> _Source data_
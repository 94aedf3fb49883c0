//! x86-64 Instruction Encoding
//!
//! This module encodes x86-64 instructions into machine code.
//!
//! # Encoding Format
//!
//! The modeled subset uses these shapes:
//! ```text
//! [REX.W] [Opcode + reg]    [imm64]           mov reg, imm64
//! [REX.W] [Opcode] [ModR/M] [imm32?]          mov/add/sub/imul/and/or/xor, add imm32
//! [Opcode + reg]                              push, pop
//! [Opcode]                  [imm32?]          ret, syscall, push imm32
//! ```
//!
//! ModR/M for two registers is `11 reg rm`. The `reg` field holds the source
//! register and `rm` the target, except for `imul` whose `0F AF` form reads
//! the target from `reg`.
//!
//! Register and immediate forms carry REX.W, so every ALU operation works on
//! the full 64-bit register. `add reg, imm32` and `push imm32` sign-extend
//! their immediate. Immediates are stored little-endian. Only the legacy
//! registers are modeled, so REX.R and REX.B are always clear.

use super::instr::{X86Function, X86Instr, X86Program};
use super::regs::X86Reg;
use crate::backend::bits::BitSequence;
use crate::error::Result;
use tracing::trace;

/// REX prefix with W set: 64-bit operand size
const REX_W: u8 = 0x48;

const OP_ADD_RM_R: u8 = 0x01;
const OP_OR_RM_R: u8 = 0x09;
const OP_AND_RM_R: u8 = 0x21;
const OP_SUB_RM_R: u8 = 0x29;
const OP_XOR_RM_R: u8 = 0x31;
const OP_MOV_RM_R: u8 = 0x89;
const OP_ALU_RM_IMM32: u8 = 0x81;
const OP_PUSH_R: u8 = 0x50;
const OP_POP_R: u8 = 0x58;
const OP_PUSH_IMM32: u8 = 0x68;
const OP_MOV_R_IMM64: u8 = 0xB8;
const OP_RET: u8 = 0xC3;
const OP_IMUL_R_RM: [u8; 2] = [0x0F, 0xAF];
const OP_SYSCALL: [u8; 2] = [0x0F, 0x05];

/// `/0` opcode extension selecting `add` within the 0x81 group
const EXT_ADD: u8 = 0;

/// ModR/M mode: the r/m field is also a register
const MOD_REG: u8 = 0b11;

/// Encode a single instruction
pub fn encode_instr(instr: &X86Instr) -> BitSequence {
    match *instr {
        X86Instr::MovRR { dst, src } => encode_rr(&[OP_MOV_RM_R], src.bits(), dst.bits()),
        X86Instr::AddRR { dst, src } => encode_rr(&[OP_ADD_RM_R], src.bits(), dst.bits()),
        X86Instr::SubRR { dst, src } => encode_rr(&[OP_SUB_RM_R], src.bits(), dst.bits()),
        X86Instr::AndRR { dst, src } => encode_rr(&[OP_AND_RM_R], src.bits(), dst.bits()),
        X86Instr::OrRR { dst, src } => encode_rr(&[OP_OR_RM_R], src.bits(), dst.bits()),
        X86Instr::XorRR { dst, src } => encode_rr(&[OP_XOR_RM_R], src.bits(), dst.bits()),
        X86Instr::ImulRR { dst, src } => encode_rr(&OP_IMUL_R_RM, dst.bits(), src.bits()),

        X86Instr::MovRI { dst, imm } => BitSequence::join([
            BitSequence::from_byte(REX_W),
            encode_plus_reg(OP_MOV_R_IMM64, dst),
            imm64(imm),
        ]),

        X86Instr::AddRI { dst, imm } => BitSequence::join([
            BitSequence::from_byte(REX_W),
            BitSequence::from_byte(OP_ALU_RM_IMM32),
            modrm(ext_field(EXT_ADD), dst.bits()),
            imm32(imm),
        ]),

        X86Instr::Push { src } => encode_plus_reg(OP_PUSH_R, src),
        X86Instr::PushI { imm } => {
            BitSequence::join([BitSequence::from_byte(OP_PUSH_IMM32), imm32(imm)])
        }
        X86Instr::Pop { dst } => encode_plus_reg(OP_POP_R, dst),

        X86Instr::Ret => BitSequence::from_byte(OP_RET),
        X86Instr::Syscall => BitSequence::from_bytes(&OP_SYSCALL),
    }
}

/// Encode reg-reg instruction: REX.W, opcode, then `11 reg rm`
fn encode_rr(opcode: &[u8], reg: BitSequence, rm: BitSequence) -> BitSequence {
    BitSequence::join([
        BitSequence::from_byte(REX_W),
        BitSequence::from_bytes(opcode),
        modrm(reg, rm),
    ])
}

/// Register-to-register ModR/M byte
fn modrm(reg: BitSequence, rm: BitSequence) -> BitSequence {
    let mode = BitSequence::from_bits([MOD_REG & 0b10 != 0, MOD_REG & 0b01 != 0]);
    BitSequence::join([mode, reg, rm])
}

/// Opcode extension in place of a register field
fn ext_field(ext: u8) -> BitSequence {
    BitSequence::from_bits((0..3).rev().map(|i| (ext >> i) & 1 == 1))
}

/// Single byte opcode with the register number added into its low bits
fn encode_plus_reg(base: u8, reg: X86Reg) -> BitSequence {
    BitSequence::from_byte(base + reg.number())
}

/// 32-bit immediate, little-endian
fn imm32(imm: i32) -> BitSequence {
    BitSequence::from_bytes(&imm.to_le_bytes())
}

/// 64-bit immediate, little-endian
fn imm64(imm: i64) -> BitSequence {
    BitSequence::from_bytes(&imm.to_le_bytes())
}

/// Machine code for one function
#[derive(Clone, Debug, PartialEq, Eq)]
pub struct EncodedFunction {
    pub name: String,
    /// Raw machine code bytes
    pub code: Vec<u8>,
}

/// Encode a function, concatenating instructions in emission order
pub fn encode_function(func: &X86Function) -> Result<EncodedFunction> {
    let mut code = Vec::new();

    for instr in &func.instructions {
        let bytes = instr.machine_code()?;
        trace!(function = %func.name, offset = code.len(), %instr, ?bytes, "encoded");
        code.extend(bytes);
    }

    Ok(EncodedFunction {
        name: func.name.clone(),
        code,
    })
}

/// Encode every function of a program, in declaration order
pub fn encode_program(program: &X86Program) -> Result<Vec<EncodedFunction>> {
    program.functions.iter().map(encode_function).collect()
}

> _Activity_
Read through the entries, then copy every line where the string "modrm" is found.

> _Written response_
            modrm(ext_field(EXT_ADD), dst.bits()),
        modrm(reg, rm),
fn modrm(reg: BitSequence, rm: BitSequence) -> BitSequence {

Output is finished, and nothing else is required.